When you reach the line in the data below that contains "filename src/domain/indicator/rsi.rs", please start repeating lines exactly, and stop after the line that contains "filename src/domain/indicator/ema.rs", repeating nothing else.

━━━━━ Materials provided ━━━━━

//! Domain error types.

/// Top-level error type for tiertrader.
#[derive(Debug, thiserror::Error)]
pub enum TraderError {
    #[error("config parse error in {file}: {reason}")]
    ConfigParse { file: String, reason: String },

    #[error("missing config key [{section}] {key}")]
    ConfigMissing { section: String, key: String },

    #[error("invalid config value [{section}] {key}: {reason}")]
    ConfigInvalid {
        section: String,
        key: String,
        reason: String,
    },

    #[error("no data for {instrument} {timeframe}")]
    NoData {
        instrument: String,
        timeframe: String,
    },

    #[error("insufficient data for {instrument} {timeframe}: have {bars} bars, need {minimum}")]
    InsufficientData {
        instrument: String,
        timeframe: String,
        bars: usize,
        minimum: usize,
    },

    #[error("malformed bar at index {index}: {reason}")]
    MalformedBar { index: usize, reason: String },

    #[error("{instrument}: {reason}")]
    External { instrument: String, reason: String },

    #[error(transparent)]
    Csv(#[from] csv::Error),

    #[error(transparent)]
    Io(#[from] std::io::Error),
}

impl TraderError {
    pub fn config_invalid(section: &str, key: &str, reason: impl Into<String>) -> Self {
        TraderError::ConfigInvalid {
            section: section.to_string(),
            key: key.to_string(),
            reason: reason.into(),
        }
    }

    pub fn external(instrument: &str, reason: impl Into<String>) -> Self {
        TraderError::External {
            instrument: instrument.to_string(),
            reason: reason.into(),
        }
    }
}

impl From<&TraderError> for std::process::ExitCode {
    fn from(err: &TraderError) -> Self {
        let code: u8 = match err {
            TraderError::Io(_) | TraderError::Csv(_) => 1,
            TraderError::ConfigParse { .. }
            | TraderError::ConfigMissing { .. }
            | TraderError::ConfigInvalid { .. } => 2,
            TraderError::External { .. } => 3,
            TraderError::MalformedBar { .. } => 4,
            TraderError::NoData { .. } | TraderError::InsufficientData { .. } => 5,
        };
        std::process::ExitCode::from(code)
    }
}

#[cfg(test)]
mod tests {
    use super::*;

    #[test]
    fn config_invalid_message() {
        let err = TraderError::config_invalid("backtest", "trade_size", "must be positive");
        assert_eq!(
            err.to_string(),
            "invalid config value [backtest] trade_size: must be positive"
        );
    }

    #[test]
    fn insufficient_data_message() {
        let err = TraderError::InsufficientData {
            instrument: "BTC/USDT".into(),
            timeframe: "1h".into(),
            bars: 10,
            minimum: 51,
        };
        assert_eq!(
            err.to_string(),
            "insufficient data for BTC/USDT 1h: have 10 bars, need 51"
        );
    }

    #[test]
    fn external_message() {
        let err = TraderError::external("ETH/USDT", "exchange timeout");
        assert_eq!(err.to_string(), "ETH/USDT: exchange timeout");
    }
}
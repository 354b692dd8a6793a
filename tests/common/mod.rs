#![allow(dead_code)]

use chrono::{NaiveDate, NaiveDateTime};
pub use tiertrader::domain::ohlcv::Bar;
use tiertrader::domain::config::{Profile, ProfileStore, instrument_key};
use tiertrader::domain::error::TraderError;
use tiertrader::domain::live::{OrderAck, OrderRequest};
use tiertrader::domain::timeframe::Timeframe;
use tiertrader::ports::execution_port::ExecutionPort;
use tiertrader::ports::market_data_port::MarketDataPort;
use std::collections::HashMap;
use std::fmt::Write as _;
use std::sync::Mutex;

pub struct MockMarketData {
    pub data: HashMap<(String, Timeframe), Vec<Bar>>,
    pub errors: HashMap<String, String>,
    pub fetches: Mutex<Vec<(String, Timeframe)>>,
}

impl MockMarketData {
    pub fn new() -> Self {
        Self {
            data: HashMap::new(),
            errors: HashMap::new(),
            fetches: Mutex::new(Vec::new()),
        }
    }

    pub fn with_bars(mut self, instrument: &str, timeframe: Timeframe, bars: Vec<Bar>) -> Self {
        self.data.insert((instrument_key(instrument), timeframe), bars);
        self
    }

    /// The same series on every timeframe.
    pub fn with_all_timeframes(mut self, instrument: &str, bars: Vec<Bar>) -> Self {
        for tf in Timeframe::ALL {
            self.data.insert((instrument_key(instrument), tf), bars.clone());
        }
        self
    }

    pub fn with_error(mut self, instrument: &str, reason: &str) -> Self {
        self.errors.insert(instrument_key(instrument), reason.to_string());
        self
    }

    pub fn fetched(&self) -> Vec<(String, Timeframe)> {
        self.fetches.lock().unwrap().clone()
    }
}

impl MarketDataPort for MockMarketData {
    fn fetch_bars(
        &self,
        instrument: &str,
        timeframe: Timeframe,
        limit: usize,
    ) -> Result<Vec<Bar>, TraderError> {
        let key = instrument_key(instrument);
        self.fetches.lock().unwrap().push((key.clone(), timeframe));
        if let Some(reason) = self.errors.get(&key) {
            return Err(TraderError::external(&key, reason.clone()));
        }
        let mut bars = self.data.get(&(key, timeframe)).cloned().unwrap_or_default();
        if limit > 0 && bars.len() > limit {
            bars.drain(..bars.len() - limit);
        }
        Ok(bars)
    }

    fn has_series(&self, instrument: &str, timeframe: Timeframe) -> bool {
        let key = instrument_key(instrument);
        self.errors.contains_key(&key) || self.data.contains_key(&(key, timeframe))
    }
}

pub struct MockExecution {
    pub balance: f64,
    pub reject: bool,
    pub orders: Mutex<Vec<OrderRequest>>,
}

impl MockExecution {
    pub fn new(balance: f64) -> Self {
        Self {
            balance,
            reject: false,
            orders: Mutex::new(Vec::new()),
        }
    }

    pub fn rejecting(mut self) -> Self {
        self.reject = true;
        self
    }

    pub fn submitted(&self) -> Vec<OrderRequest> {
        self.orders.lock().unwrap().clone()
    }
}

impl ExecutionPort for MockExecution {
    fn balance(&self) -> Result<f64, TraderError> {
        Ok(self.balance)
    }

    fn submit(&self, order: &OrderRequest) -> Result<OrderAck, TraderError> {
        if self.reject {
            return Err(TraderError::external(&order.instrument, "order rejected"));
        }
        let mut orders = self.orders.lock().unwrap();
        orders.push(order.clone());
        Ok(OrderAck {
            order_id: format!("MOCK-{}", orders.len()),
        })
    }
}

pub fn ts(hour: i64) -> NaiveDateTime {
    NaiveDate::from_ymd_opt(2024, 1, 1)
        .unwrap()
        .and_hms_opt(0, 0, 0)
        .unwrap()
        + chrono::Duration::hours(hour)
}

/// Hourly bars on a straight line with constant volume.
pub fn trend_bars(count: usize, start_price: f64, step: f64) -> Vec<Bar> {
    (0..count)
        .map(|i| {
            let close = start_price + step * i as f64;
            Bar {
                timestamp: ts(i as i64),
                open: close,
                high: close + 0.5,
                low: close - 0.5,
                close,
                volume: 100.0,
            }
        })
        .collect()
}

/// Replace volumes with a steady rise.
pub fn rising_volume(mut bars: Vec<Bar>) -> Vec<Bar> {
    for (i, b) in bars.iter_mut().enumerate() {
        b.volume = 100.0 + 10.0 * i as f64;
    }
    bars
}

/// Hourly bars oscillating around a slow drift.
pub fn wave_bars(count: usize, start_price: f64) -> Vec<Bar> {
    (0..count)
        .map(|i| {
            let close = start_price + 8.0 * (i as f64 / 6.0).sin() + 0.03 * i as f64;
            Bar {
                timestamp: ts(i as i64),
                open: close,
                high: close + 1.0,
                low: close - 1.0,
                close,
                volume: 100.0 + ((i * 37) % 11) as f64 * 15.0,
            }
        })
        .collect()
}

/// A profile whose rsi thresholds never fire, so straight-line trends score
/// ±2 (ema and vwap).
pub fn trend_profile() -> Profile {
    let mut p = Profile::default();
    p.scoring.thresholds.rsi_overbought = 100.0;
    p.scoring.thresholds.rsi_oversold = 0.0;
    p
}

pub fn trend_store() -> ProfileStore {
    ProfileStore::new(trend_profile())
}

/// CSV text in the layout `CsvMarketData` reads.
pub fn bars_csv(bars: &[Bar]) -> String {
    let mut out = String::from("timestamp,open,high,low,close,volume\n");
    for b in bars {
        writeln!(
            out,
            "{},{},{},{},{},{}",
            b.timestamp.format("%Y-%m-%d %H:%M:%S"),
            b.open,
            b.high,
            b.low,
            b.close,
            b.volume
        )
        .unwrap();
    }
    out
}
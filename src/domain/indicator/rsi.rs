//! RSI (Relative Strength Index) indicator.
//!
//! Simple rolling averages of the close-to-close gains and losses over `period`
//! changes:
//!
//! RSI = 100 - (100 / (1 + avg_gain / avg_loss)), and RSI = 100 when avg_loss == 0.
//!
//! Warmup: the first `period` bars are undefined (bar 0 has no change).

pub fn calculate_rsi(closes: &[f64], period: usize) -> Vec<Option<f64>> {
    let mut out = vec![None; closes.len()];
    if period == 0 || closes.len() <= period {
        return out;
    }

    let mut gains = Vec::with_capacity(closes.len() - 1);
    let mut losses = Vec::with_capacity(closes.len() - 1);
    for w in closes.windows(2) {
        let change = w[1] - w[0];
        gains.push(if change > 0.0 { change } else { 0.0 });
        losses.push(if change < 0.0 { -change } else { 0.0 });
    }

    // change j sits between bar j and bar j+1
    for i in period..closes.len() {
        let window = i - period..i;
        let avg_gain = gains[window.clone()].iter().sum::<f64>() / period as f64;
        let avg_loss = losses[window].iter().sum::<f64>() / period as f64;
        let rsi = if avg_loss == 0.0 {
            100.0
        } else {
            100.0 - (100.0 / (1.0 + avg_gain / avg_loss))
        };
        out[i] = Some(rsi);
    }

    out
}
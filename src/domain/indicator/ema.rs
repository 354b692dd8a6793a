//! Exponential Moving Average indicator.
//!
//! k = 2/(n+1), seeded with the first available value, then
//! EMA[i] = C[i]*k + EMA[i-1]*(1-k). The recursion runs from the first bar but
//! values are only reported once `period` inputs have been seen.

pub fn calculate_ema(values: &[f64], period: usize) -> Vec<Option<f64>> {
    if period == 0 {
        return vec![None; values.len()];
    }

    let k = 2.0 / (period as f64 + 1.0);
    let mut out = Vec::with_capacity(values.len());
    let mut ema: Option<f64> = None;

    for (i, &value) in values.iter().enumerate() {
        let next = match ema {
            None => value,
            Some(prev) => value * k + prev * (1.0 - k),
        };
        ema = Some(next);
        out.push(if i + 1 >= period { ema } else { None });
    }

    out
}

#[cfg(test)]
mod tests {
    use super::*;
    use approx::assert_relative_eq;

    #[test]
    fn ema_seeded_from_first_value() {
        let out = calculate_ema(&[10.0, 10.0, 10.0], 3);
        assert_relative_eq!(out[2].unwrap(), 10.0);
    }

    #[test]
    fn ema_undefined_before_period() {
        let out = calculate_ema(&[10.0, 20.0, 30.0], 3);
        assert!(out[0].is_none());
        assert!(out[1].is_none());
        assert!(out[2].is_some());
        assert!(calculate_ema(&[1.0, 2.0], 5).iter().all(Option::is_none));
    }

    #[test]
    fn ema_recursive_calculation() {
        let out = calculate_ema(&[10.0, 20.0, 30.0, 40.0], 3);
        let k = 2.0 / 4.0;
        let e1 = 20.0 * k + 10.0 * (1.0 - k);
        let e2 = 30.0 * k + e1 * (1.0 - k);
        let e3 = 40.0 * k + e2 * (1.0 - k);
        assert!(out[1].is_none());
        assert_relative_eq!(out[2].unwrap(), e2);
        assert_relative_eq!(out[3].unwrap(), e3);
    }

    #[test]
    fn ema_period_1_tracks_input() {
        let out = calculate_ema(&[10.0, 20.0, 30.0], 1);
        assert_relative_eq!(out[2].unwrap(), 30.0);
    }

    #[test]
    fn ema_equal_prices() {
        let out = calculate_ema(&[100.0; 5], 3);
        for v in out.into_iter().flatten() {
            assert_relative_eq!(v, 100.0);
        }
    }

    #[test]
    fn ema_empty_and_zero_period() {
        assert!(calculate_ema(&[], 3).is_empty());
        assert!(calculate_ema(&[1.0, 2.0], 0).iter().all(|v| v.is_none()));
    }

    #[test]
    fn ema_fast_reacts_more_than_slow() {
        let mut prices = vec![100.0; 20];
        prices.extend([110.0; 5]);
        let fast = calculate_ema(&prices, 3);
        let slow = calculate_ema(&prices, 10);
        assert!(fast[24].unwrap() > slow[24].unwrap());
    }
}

━━━━━
━━━━━ Materials provided ━━━━━

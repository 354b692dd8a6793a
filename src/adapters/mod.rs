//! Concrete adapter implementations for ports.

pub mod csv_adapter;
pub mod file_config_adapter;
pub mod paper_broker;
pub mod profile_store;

━━━━━

# [Expected answer]
filename src/domain/indicator/rsi.rs
//! RSI (Relative Strength Index) indicator.
//!
//! Simple rolling averages of the close-to-close gains and losses over `period`
//! changes:
//!
//! RSI = 100 - (100 / (1 + avg_gain / avg_loss)), and RSI = 100 when avg_loss == 0.
//!
//! Warmup: the first `period` bars are undefined (bar 0 has no change).

pub fn calculate_rsi(closes: &[f64], period: usize) -> Vec<Option<f64>> {
    let mut out = vec![None; closes.len()];
    if period == 0 || closes.len() <= period {
        return out;
    }

    let mut gains = Vec::with_capacity(closes.len() - 1);
    let mut losses = Vec::with_capacity(closes.len() - 1);
    for w in closes.windows(2) {
        let change = w[1] - w[0];
        gains.push(if change > 0.0 { change } else { 0.0 });
        losses.push(if change < 0.0 { -change } else { 0.0 });
    }

    // change j sits between bar j and bar j+1
    for i in period..closes.len() {
        let window = i - period..i;
        let avg_gain = gains[window.clone()].iter().sum::<f64>() / period as f64;
        let avg_loss = losses[window].iter().sum::<f64>() / period as f64;
        let rsi = if avg_loss == 0.0 {
            100.0
        } else {
            100.0 - (100.0 / (1.0 + avg_gain / avg_loss))
        };
        out[i] = Some(rsi);
    }

    out
}
filename src/domain/indicator/ema.rs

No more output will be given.